• _Task description_: Beginning with the first line of the material, set down each line exactly as written, up to and including the line with "use tracing::debug;".

• _Provided records_:
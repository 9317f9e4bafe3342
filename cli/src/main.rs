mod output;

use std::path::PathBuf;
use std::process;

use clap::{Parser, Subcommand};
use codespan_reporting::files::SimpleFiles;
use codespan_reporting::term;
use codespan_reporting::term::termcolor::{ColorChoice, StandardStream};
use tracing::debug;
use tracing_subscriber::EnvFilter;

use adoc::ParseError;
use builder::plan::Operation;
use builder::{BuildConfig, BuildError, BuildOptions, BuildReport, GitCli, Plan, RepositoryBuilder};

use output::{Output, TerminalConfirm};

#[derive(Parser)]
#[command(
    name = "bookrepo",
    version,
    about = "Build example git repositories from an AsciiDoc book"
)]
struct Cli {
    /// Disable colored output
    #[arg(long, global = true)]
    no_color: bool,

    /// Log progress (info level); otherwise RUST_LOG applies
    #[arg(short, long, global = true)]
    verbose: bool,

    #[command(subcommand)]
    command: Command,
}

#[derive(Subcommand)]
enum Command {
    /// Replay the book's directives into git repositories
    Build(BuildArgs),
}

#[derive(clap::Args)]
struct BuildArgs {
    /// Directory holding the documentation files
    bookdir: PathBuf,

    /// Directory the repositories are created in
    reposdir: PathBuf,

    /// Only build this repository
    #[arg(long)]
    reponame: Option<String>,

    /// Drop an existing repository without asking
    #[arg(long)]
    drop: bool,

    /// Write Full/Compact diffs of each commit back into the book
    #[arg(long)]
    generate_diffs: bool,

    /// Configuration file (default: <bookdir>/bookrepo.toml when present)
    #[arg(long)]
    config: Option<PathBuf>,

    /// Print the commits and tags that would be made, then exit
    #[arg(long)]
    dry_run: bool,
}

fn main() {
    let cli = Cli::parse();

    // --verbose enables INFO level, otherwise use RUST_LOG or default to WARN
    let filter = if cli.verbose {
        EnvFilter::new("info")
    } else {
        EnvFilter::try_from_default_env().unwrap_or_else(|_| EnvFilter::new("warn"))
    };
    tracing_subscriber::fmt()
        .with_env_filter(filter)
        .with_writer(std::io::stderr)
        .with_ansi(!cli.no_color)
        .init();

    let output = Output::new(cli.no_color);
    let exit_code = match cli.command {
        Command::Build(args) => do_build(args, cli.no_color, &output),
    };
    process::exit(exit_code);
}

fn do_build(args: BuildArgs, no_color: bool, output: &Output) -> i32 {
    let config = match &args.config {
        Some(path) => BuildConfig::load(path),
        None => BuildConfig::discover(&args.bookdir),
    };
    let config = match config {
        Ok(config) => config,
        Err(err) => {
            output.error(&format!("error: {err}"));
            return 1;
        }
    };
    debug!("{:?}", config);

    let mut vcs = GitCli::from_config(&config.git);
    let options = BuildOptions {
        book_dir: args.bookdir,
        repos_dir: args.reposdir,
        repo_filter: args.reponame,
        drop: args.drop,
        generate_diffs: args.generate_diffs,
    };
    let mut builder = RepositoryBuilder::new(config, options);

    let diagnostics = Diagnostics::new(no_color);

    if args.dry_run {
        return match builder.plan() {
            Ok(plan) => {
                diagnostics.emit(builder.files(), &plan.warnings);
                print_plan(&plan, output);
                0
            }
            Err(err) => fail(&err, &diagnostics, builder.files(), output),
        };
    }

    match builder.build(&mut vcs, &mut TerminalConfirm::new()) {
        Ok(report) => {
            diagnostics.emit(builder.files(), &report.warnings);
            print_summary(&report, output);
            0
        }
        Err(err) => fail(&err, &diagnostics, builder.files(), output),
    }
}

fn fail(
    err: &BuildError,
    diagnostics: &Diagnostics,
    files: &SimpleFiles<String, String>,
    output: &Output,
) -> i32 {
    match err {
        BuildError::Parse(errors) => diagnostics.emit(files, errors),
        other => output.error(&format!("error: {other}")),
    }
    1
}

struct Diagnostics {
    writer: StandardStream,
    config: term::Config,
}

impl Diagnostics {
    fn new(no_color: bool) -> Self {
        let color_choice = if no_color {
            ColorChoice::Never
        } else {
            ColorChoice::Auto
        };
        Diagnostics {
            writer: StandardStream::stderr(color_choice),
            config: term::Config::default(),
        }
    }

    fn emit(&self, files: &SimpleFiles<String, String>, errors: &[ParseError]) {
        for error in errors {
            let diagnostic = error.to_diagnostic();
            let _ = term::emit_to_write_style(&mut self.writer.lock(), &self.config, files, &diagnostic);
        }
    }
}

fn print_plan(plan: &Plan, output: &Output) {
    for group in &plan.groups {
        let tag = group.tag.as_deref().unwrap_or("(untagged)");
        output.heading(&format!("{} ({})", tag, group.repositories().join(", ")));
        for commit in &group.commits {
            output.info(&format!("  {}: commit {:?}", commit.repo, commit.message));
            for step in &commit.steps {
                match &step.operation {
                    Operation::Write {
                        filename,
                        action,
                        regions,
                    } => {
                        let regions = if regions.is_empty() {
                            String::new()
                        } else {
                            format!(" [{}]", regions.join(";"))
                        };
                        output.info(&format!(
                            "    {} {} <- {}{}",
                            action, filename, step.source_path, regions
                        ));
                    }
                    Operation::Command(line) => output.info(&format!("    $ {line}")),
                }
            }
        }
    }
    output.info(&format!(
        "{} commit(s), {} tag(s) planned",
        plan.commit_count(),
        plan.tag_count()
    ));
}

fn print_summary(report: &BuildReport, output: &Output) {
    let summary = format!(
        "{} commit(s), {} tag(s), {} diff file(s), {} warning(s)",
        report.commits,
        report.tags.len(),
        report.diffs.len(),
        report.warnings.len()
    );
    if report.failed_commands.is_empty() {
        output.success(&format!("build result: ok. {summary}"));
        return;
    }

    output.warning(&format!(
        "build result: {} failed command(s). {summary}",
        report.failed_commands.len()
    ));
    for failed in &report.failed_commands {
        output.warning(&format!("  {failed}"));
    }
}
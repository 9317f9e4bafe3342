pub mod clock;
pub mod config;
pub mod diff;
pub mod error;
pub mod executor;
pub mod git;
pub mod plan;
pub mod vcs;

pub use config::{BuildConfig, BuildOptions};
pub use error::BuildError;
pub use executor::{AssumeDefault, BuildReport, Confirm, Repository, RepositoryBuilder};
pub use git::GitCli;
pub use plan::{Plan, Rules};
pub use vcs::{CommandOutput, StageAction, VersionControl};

• _Answer to this exercise_:
repository 9317f9e4bafe3342
filename cli/src/main.rs
mod output;

use std::path::PathBuf;
use std::process;

use clap::{Parser, Subcommand};
use codespan_reporting::files::SimpleFiles;
use codespan_reporting::term;
use codespan_reporting::term::termcolor::{ColorChoice, StandardStream};
use tracing::debug;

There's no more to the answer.